**Data extracts**
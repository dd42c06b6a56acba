//! Notification seam for transient user-facing notices.
//!
//! Toast presentation belongs to the embedding UI; the engine only decides
//! when a notice is due and what it says.

/// How a notice should be presented
#[derive(Debug, Clone, Copy, PartialEq, Eq)]
pub enum Severity {
    Info,
    Error,
}

/// A transient, dismissible notice
#[derive(Debug, Clone, PartialEq)]
pub struct Notice {
    pub title: String,
    pub description: String,
    pub severity: Severity,
}

impl Notice {
    pub fn info(title: impl Into<String>, description: impl Into<String>) -> Self {
        Self {
            title: title.into(),
            description: description.into(),
            severity: Severity::Info,
        }
    }

    pub fn error(title: impl Into<String>, description: impl Into<String>) -> Self {
        Self {
            title: title.into(),
            description: description.into(),
            severity: Severity::Error,
        }
    }
}

/// Pluggable sink for notices
pub trait Notify: Send + Sync {
    fn notify(&self, notice: Notice);
}

/// Sink that only logs - for headless use and tests
pub struct LogNotifier;

impl Notify for LogNotifier {
    fn notify(&self, notice: Notice) {
        match notice.severity {
            Severity::Info => log::info!("{}: {}", notice.title, notice.description),
            Severity::Error => log::warn!("{}: {}", notice.title, notice.description),
        }
    }
}
//! Commits the live draft to the backend and keeps cached post collections
//! consistent with the outcome.

use std::fmt;
use std::sync::Arc;

use chrono::Utc;
use log::{debug, warn};

use crate::api::{ApiClient, ApiError};
use crate::hashtags;
use crate::models::{DraftField, LiveDraft, PostStatus};
use crate::notify::{Notice, Notify};
use crate::posts::{self, SharedPostCache};
use crate::store::SharedStore;

/// Why a commit did not happen.
#[derive(Debug)]
pub enum SaveError {
    /// Schedule timestamp earlier than now; rejected before any network call
    ScheduleInPast,
    /// No target platform toggled on; rejected before any network call
    NoPlatformSelected,
    Api(ApiError),
}

impl fmt::Display for SaveError {
    fn fmt(&self, f: &mut fmt::Formatter<'_>) -> fmt::Result {
        match self {
            SaveError::ScheduleInPast => write!(f, "schedule time is in the past"),
            SaveError::NoPlatformSelected => write!(f, "no platform selected"),
            SaveError::Api(err) => write!(f, "{err}"),
        }
    }
}

impl std::error::Error for SaveError {}

impl From<ApiError> for SaveError {
    fn from(value: ApiError) -> Self {
        SaveError::Api(value)
    }
}

/// Commits drafts and single-field updates, one shot each: no retry, no
/// backoff, every failure surfaced through the notice seam.
pub struct DraftSynchronizer {
    api: Arc<ApiClient>,
    store: SharedStore,
    cache: SharedPostCache,
    notifier: Arc<dyn Notify>,
}

impl DraftSynchronizer {
    pub fn new(
        api: Arc<ApiClient>,
        store: SharedStore,
        cache: SharedPostCache,
        notifier: Arc<dyn Notify>,
    ) -> Self {
        Self {
            api,
            store,
            cache,
            notifier,
        }
    }

    /// Commits the live draft with the requested status.
    ///
    /// Rejected locally, with no network call, when no platform is selected
    /// or the schedule time is already past. On success the post cache for
    /// the active window is resynchronized, the editor closes and the draft
    /// resets; on failure the draft is left untouched for retry.
    pub async fn save(&self, status: PostStatus) -> Result<(), SaveError> {
        let mut draft = {
            let store = self.store.lock().await;
            store.live_draft().clone()
        };

        if draft.platform.is_empty() {
            let verb = match status {
                PostStatus::Schedule => "schedule",
                _ => "save",
            };
            self.notifier.notify(Notice::error(
                "Select Platform",
                format!("Please select at least one platform to {verb} your post."),
            ));
            return Err(SaveError::NoPlatformSelected);
        }

        if draft.schedule_date < Utc::now() {
            self.notifier.notify(Notice::error(
                "Invalid Date/Time",
                "Please select a future date and time.",
            ));
            return Err(SaveError::ScheduleInPast);
        }

        draft.hashtag = hashtags::format_for_submission(&draft.hashtag);
        draft.status = status;

        match self.commit(&draft).await {
            Ok(()) => {
                self.store.lock().await.close_editor();
                let description = match status {
                    PostStatus::Schedule => "Post scheduled successfully!",
                    _ => "Post saved as draft!",
                };
                self.notifier.notify(Notice::info("Success", description));
                Ok(())
            }
            Err(err) => {
                warn!("save failed: {err}");
                self.notifier
                    .notify(Notice::error("Post cannot be saved", err.to_string()));
                Err(SaveError::Api(err))
            }
        }
    }

    /// Deletes the persisted post behind the live draft. A draft with no
    /// identity yet is a local no-op guard, not surfaced to the user.
    pub async fn delete(&self) -> Result<(), SaveError> {
        let id = {
            let store = self.store.lock().await;
            store.live_draft().id.clone()
        };
        let Some(id) = id.filter(|id| !id.is_empty()) else {
            debug!("delete skipped: draft has no identity");
            return Ok(());
        };

        let result = async {
            self.api.delete_post(&id).await?;
            posts::resync(&self.cache, &self.api).await
        }
        .await;

        match result {
            Ok(()) => {
                self.store.lock().await.close_editor();
                self.notifier
                    .notify(Notice::info("Success", "Post deleted successfully"));
                Ok(())
            }
            Err(err) => {
                warn!("delete failed: {err}");
                self.notifier
                    .notify(Notice::error("Post cannot be deleted", err.to_string()));
                Err(SaveError::Api(err))
            }
        }
    }

    /// Pushes a single-field update outside the full save flow: the whole
    /// draft is sent with the one field overridden, and the server's
    /// canonical copy then replaces the live draft so derived fields are
    /// kept.
    pub async fn patch_field(&self, field: DraftField) -> Result<(), SaveError> {
        let mut draft = {
            let store = self.store.lock().await;
            store.live_draft().clone()
        };
        field.apply(&mut draft);

        match self.api.upsert_post(&draft).await {
            Ok(saved) => {
                self.store
                    .lock()
                    .await
                    .replace_live_draft(LiveDraft::from(&saved));
                Ok(())
            }
            Err(err) => {
                warn!("field update failed: {err}");
                self.notifier
                    .notify(Notice::error("Error", err.to_string()));
                Err(SaveError::Api(err))
            }
        }
    }

    async fn commit(&self, draft: &LiveDraft) -> Result<(), ApiError> {
        self.api.upsert_post(draft).await?;
        posts::resync(&self.cache, &self.api).await
    }
}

**Exercise objective**
Your reply should be every line of the material, transcribed exactly.

**Response box**
repository dd42c06b6a56acba
//! Notification seam for transient user-facing notices.
//!
//! Toast presentation belongs to the embedding UI; the engine only decides
//! when a notice is due and what it says.

/// How a notice should be presented
#[derive(Debug, Clone, Copy, PartialEq, Eq)]
pub enum Severity {
    Info,
    Error,
}

/// A transient, dismissible notice
#[derive(Debug, Clone, PartialEq)]
pub struct Notice {
    pub title: String,
    pub description: String,
    pub severity: Severity,
}

impl Notice {
    pub fn info(title: impl Into<String>, description: impl Into<String>) -> Self {
        Self {
            title: title.into(),
            description: description.into(),
            severity: Severity::Info,
        }
    }

    pub fn error(title: impl Into<String>, description: impl Into<String>) -> Self {
        Self {
            title: title.into(),
            description: description.into(),
            severity: Severity::Error,
        }
    }
}

/// Pluggable sink for notices
pub trait Notify: Send + Sync {
    fn notify(&self, notice: Notice);
}

/// Sink that only logs - for headless use and tests
pub struct LogNotifier;

impl Notify for LogNotifier {
    fn notify(&self, notice: Notice) {
        match notice.severity {
            Severity::Info => log::info!("{}: {}", notice.title, notice.description),
            Severity::Error => log::warn!("{}: {}", notice.title, notice.description),
        }
    }
}
//! Commits the live draft to the backend and keeps cached post collections
//! consistent with the outcome.

use std::fmt;
use std::sync::Arc;

use chrono::Utc;
use log::{debug, warn};

use crate::api::{ApiClient, ApiError};
use crate::hashtags;
use crate::models::{DraftField, LiveDraft, PostStatus};
use crate::notify::{Notice, Notify};
use crate::posts::{self, SharedPostCache};
use crate::store::SharedStore;

/// Why a commit did not happen.
#[derive(Debug)]
pub enum SaveError {
    /// Schedule timestamp earlier than now; rejected before any network call
    ScheduleInPast,
    /// No target platform toggled on; rejected before any network call
    NoPlatformSelected,
    Api(ApiError),
}

impl fmt::Display for SaveError {
    fn fmt(&self, f: &mut fmt::Formatter<'_>) -> fmt::Result {
        match self {
            SaveError::ScheduleInPast => write!(f, "schedule time is in the past"),
            SaveError::NoPlatformSelected => write!(f, "no platform selected"),
            SaveError::Api(err) => write!(f, "{err}"),
        }
    }
}

impl std::error::Error for SaveError {}

impl From<ApiError> for SaveError {
    fn from(value: ApiError) -> Self {
        SaveError::Api(value)
    }
}

/// Commits drafts and single-field updates, one shot each: no retry, no
/// backoff, every failure surfaced through the notice seam.
pub struct DraftSynchronizer {
    api: Arc<ApiClient>,
    store: SharedStore,
    cache: SharedPostCache,
    notifier: Arc<dyn Notify>,
}

impl DraftSynchronizer {
    pub fn new(
        api: Arc<ApiClient>,
        store: SharedStore,
        cache: SharedPostCache,
        notifier: Arc<dyn Notify>,
    ) -> Self {
        Self {
            api,
            store,
            cache,
            notifier,
        }
    }

    /// Commits the live draft with the requested status.
    ///
    /// Rejected locally, with no network call, when no platform is selected
    /// or the schedule time is already past. On success the post cache for
    /// the active window is resynchronized, the editor closes and the draft
    /// resets; on failure the draft is left untouched for retry.
    pub async fn save(&self, status: PostStatus) -> Result<(), SaveError> {
        let mut draft = {
            let store = self.store.lock().await;
            store.live_draft().clone()
        };

        if draft.platform.is_empty() {
            let verb = match status {
                PostStatus::Schedule => "schedule",
                _ => "save",
            };
            self.notifier.notify(Notice::error(
                "Select Platform",
                format!("Please select at least one platform to {verb} your post."),
            ));
            return Err(SaveError::NoPlatformSelected);
        }

        if draft.schedule_date < Utc::now() {
            self.notifier.notify(Notice::error(
                "Invalid Date/Time",
                "Please select a future date and time.",
            ));
            return Err(SaveError::ScheduleInPast);
        }

        draft.hashtag = hashtags::format_for_submission(&draft.hashtag);
        draft.status = status;

        match self.commit(&draft).await {
            Ok(()) => {
                self.store.lock().await.close_editor();
                let description = match status {
                    PostStatus::Schedule => "Post scheduled successfully!",
                    _ => "Post saved as draft!",
                };
                self.notifier.notify(Notice::info("Success", description));
                Ok(())
            }
            Err(err) => {
                warn!("save failed: {err}");
                self.notifier
                    .notify(Notice::error("Post cannot be saved", err.to_string()));
                Err(SaveError::Api(err))
            }
        }
    }

    /// Deletes the persisted post behind the live draft. A draft with no
    /// identity yet is a local no-op guard, not surfaced to the user.
    pub async fn delete(&self) -> Result<(), SaveError> {
        let id = {
            let store = self.store.lock().await;
            store.live_draft().id.clone()
        };
        let Some(id) = id.filter(|id| !id.is_empty()) else {
            debug!("delete skipped: draft has no identity");
            return Ok(());
        };

        let result = async {
            self.api.delete_post(&id).await?;
            posts::resync(&self.cache, &self.api).await
        }
        .await;

        match result {
            Ok(()) => {
                self.store.lock().await.close_editor();
                self.notifier
                    .notify(Notice::info("Success", "Post deleted successfully"));
                Ok(())
            }
            Err(err) => {
                warn!("delete failed: {err}");
                self.notifier
                    .notify(Notice::error("Post cannot be deleted", err.to_string()));
                Err(SaveError::Api(err))
            }
        }
    }

    /// Pushes a single-field update outside the full save flow: the whole
    /// draft is sent with the one field overridden, and the server's
    /// canonical copy then replaces the live draft so derived fields are
    /// kept.
    pub async fn patch_field(&self, field: DraftField) -> Result<(), SaveError> {
        let mut draft = {
            let store = self.store.lock().await;
            store.live_draft().clone()
        };
        field.apply(&mut draft);

        match self.api.upsert_post(&draft).await {
            Ok(saved) => {
                self.store
                    .lock()
                    .await
                    .replace_live_draft(LiveDraft::from(&saved));
                Ok(())
            }
            Err(err) => {
                warn!("field update failed: {err}");
                self.notifier
                    .notify(Notice::error("Error", err.to_string()));
                Err(SaveError::Api(err))
            }
        }
    }

    async fn commit(&self, draft: &LiveDraft) -> Result<(), ApiError> {
        self.api.upsert_post(draft).await?;
        posts::resync(&self.cache, &self.api).await
    }
}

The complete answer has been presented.